I’ve been working on a young adult novel that takes place at a summer camp for girls with emotional problems in northern Minnesota, and I find it more than a little disconcerting that some of my characters have recently moved in with me.
This morning I found the camp director, Mrs. A, at my breakfast table shoveling sugar into her herbal tea, and last night I found her rummaging through my fridge, looking for avocados for her guacamole dip.
And it’s not just Mrs. A who has moved in. Leslie (my Protagonist) and some of her camper friends are also showing up unexpectedly. I found Trisha (a young black girl who longs to have her own garden amidst the chaos of the inner city) wandering around my backyard last week. She wasn’t being a nuisance or anything. She was just out there smelling the flowers.
Then there’s anorexic Jennifer. She hasn’t actually moved in yet, but I see her in some of the young girls I mentor at our church. They talk about their control issues at home and how food is the only thing in their lives that they feel they have any control over. Jennifer doesn’t say anything at these meetings, she just nods in agreement.
And, of course, there’s Rachel, “the cutter.” There were so many Rachels at the state mental hospital who insisted that they had to cut “to feel better.” They shared with me how they could deal more easily with their physical pain than with their psychological pain, and how the physical pain gave them a temporary respite from their psychological pain.
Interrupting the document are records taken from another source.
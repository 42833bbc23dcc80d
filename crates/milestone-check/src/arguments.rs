use {
    milestones::CalendarDate,
    std::{
        fmt::{self, Display, Formatter},
        path::PathBuf,
    },
    tracing::level_filters::LevelFilter,
};

#[derive(clap::Parser)]
#[clap(
    name = "milestone-check",
    about = "Validates shipment milestone updates and reports business-day gaps"
)]
pub struct Arguments {
    #[clap(flatten)]
    pub logging: LoggingArguments,

    /// Path to a TOML file with the validation policy and the catalog
    /// location. Defaults apply when unset.
    #[clap(long, env = "MILESTONE_CONFIG")]
    pub config: Option<PathBuf>,

    /// Path to a JSON exception code catalog. Takes precedence over the
    /// catalog from the configuration file. The bundled catalog is used when
    /// neither is set.
    #[clap(long, env = "MILESTONE_CATALOG")]
    pub catalog: Option<PathBuf>,

    /// Validate as if today were this date instead of the local date.
    #[clap(long, env = "MILESTONE_TODAY")]
    pub today: Option<CalendarDate>,

    #[clap(subcommand)]
    pub command: Command,
}

#[derive(clap::Parser)]
pub struct LoggingArguments {
    #[clap(long, env, default_value = "warn")]
    pub log_filter: String,

    /// Events at least as severe as this level are written to stderr, the
    /// rest to stdout. Everything goes to stderr by default so that stdout
    /// only carries results.
    #[clap(long, env, default_value = "trace")]
    pub log_stderr_threshold: LevelFilter,

    /// Output log events as JSON.
    #[clap(long, env, action = clap::ArgAction::Set, default_value = "false")]
    pub log_json: bool,
}

impl LoggingArguments {
    pub fn observe_config(&self) -> observe::Config {
        observe::Config::new(
            &self.log_filter,
            self.log_stderr_threshold,
            self.log_json,
        )
    }
}

#[derive(clap::Subcommand, Debug)]
pub enum Command {
    /// Validates a proposed milestone date against the recorded milestones of
    /// a shipment. Exits with a failure status when the update is rejected.
    Validate {
        /// JSON document with the recorded milestones.
        #[clap(long)]
        milestones: PathBuf,
        /// JSON document with the proposed update.
        #[clap(long)]
        request: PathBuf,
    },
    /// Counts the business days after START up to and including END.
    BusinessDays { start: CalendarDate, end: CalendarDate },
    /// Lists the business-day gaps between the recorded milestones.
    Gaps {
        #[clap(long)]
        milestones: PathBuf,
    },
    /// Prints the exception code catalog in use.
    Catalog,
}

impl Display for Arguments {
    fn fmt(&self, f: &mut Formatter<'_>) -> fmt::Result {
        let Self {
            logging,
            config,
            catalog,
            today,
            command,
        } = self;

        write!(f, "{logging}")?;
        display_option(f, "config", &config.as_ref().map(|path| path.display()))?;
        display_option(f, "catalog", &catalog.as_ref().map(|path| path.display()))?;
        display_option(f, "today", today)?;
        writeln!(f, "command: {command:?}")?;
        Ok(())
    }
}

impl Display for LoggingArguments {
    fn fmt(&self, f: &mut Formatter<'_>) -> fmt::Result {
        let Self {
            log_filter,
            log_stderr_threshold,
            log_json,
        } = self;

        writeln!(f, "log_filter: {log_filter}")?;
        writeln!(f, "log_stderr_threshold: {log_stderr_threshold}")?;
        writeln!(f, "log_json: {log_json}")?;
        Ok(())
    }
}

pub fn display_option(
    f: &mut Formatter<'_>,
    name: &str,
    option: &Option<impl Display>,
) -> fmt::Result {
    write!(f, "{name}: ")?;
    match option {
        Some(display) => writeln!(f, "{display}"),
        None => writeln!(f, "None"),
    }
}

#[cfg(test)]
mod tests {
    use {super::*, clap::Parser};

    #[test]
    fn parses_validate_command() {
        let args = Arguments::try_parse_from([
            "milestone-check",
            "--today",
            "2024-06-03",
            "validate",
            "--milestones",
            "milestones.json",
            "--request",
            "request.json",
        ])
        .unwrap();

        assert_eq!(args.today, CalendarDate::from_ymd(2024, 6, 3));
        assert!(matches!(
            args.command,
            Command::Validate { ref milestones, ref request }
                if milestones == &PathBuf::from("milestones.json")
                    && request == &PathBuf::from("request.json")
        ));
    }

    #[test]
    fn parses_business_days_with_timestamps() {
        let args = Arguments::try_parse_from([
            "milestone-check",
            "business-days",
            "2024-05-01 08:00:00",
            "2024-05-10",
        ])
        .unwrap();

        let Command::BusinessDays { start, end } = args.command else {
            panic!("unexpected command {:?}", args.command);
        };
        assert_eq!(start, CalendarDate::from_ymd(2024, 5, 1).unwrap());
        assert_eq!(end, CalendarDate::from_ymd(2024, 5, 10).unwrap());
    }

    #[test]
    fn rejects_invalid_dates() {
        assert!(
            Arguments::try_parse_from([
                "milestone-check",
                "business-days",
                "tomorrow",
                "2024-05-10",
            ])
            .is_err()
        );
    }

    #[test]
    fn displays_arguments() {
        let args = Arguments::try_parse_from(["milestone-check", "catalog"]).unwrap();
        let display = args.to_string();
        assert!(display.contains("log_filter: warn\n"));
        assert!(display.contains("catalog: None\n"));
        assert!(display.contains("command: Catalog\n"));
    }
}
I’ve even run into Cynthia Winston, the villain of the piece, right in my own bathroom—-usurping the bathroom mirror while she apples her makeup. Actually, Cynthia has pretty much taken over all my mirrors. She’s always there, preening and giving me her little Mona Lisa half-smile.
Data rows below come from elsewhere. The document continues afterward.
use {
    crate::config::Config,
    std::{io::IsTerminal, panic::PanicHookInfo, sync::Once},
    time::macros::format_description,
    tracing_subscriber::{
        EnvFilter,
        Layer,
        fmt::{time::UtcTime, writer::MakeWriterExt as _},
        prelude::*,
        util::SubscriberInitExt,
    },
};

/// Initializes the global tracing subscriber and routes panics through it.
/// `env_filter` has similar syntax to env_logger. It is documented at
/// https://docs.rs/tracing-subscriber/latest/tracing_subscriber/filter/struct.EnvFilter.html
pub fn initialize(config: &Config) {
    set_tracing_subscriber(config);
    std::panic::set_hook(Box::new(tracing_panic_hook));
}

/// Like [`initialize`], but can be called multiple times in a row. Later calls
/// are ignored.
///
/// Useful for tests.
pub fn initialize_reentrant(env_filter: &str) {
    // The subscriber is a global object so initializing it again in the same
    // process would fail.
    static ONCE: Once = Once::new();
    ONCE.call_once(|| {
        initialize(&Config::default().with_env_filter(env_filter));
    });
}

fn set_tracing_subscriber(config: &Config) {
    // Events at least as severe as the threshold go to stderr, the rest to
    // stdout.
    let writer = std::io::stderr
        .with_max_level(
            config
                .stderr_threshold
                .into_level()
                .unwrap_or(tracing::Level::ERROR),
        )
        .or_else(std::io::stdout);
    let layer = tracing_subscriber::fmt::layer()
        .with_writer(writer)
        .with_timer(UtcTime::new(format_description!(
            "[year]-[month]-[day]T[hour]:[minute]:[second].[subsecond digits:3]Z"
        )));
    let env_filter = EnvFilter::new(&config.env_filter);

    let layer = if config.use_json_format {
        layer.json().with_filter(env_filter).boxed()
    } else {
        layer
            .with_ansi(std::io::stdout().is_terminal())
            .with_filter(env_filter)
            .boxed()
    };

    // `try_init` so that a subscriber installed by a test harness wins.
    if tracing_subscriber::registry().with(layer).try_init().is_ok() {
        tracing::debug!(
            filter = %config.env_filter,
            json = config.use_json_format,
            "initialized logging"
        );
    }
}

/// Reports panics as `error` events so they end up in the configured log
/// format and destination.
fn tracing_panic_hook(panic: &PanicHookInfo) {
    let thread = std::thread::current();
    let name = thread.name().unwrap_or("<unnamed>");
    let backtrace = std::backtrace::Backtrace::force_capture();
    tracing::error!("thread '{name}' {panic}\nstack backtrace:\n{backtrace}");
}

#[cfg(test)]
mod tests {
    use {super::*, tracing::level_filters::LevelFilter};

    #[test]
    fn reentrant_initialization() {
        initialize_reentrant("debug");
        initialize_reentrant("trace");
        tracing::info!("still logging after repeated initialization");
    }

    #[test]
    fn level_filter_maps_to_stderr_level() {
        assert_eq!(LevelFilter::WARN.into_level(), Some(tracing::Level::WARN));
        assert_eq!(LevelFilter::OFF.into_level(), None);
    }
}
Although I have never invited any of my characters to move into my home and take over so much of my life, I find I’m becoming used to having them around. And I might even miss them if they were to move out.
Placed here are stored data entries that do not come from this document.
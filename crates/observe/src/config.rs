use tracing::level_filters::LevelFilter;

#[derive(Debug, Clone)]
pub struct Config {
    /// Filters spans and events based on a set of filter directives
    /// https://docs.rs/tracing-subscriber/latest/tracing_subscriber/filter/struct.EnvFilter.html
    pub(crate) env_filter: String,
    /// Events at least as severe as this level go to stderr instead of stdout
    pub(crate) stderr_threshold: LevelFilter,
    /// Output log events as JSON
    pub(crate) use_json_format: bool,
}

impl Config {
    pub fn new(env_filter: &str, stderr_threshold: LevelFilter, use_json_format: bool) -> Self {
        Self {
            env_filter: env_filter.into(),
            stderr_threshold,
            use_json_format,
        }
    }

    pub fn with_json_format(mut self) -> Self {
        self.use_json_format = true;
        self
    }

    pub fn with_env_filter(mut self, env_filter: &str) -> Self {
        self.env_filter = env_filter.to_string();
        self
    }

    pub fn with_stderr_threshold(mut self, stderr_threshold: LevelFilter) -> Self {
        self.stderr_threshold = stderr_threshold;
        self
    }
}

impl Default for Config {
    fn default() -> Self {
        Self {
            env_filter: "info".to_string(),
            stderr_threshold: LevelFilter::ERROR,
            use_json_format: false,
        }
    }
}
I think what I’ve concluded from all this is that to make our characters real to our readers—-characters whom they really care about-—we must care about them first. They must be so real to us that we see them everywhere we go and in everything we do, and sometimes we may even find them in the most unexpected places!
Sandra McLeod Humphrey is a retired clinical psychologist, a character education consultant, and an award-winning author of eight middle-grade and young adult books. She's also the recipient of the National Character Education Center's Award for Exemplary Leadership in Ethics Education (2000) and the 2005 Helen Keating Ott Award for Outstanding Contribution to Children's Literature.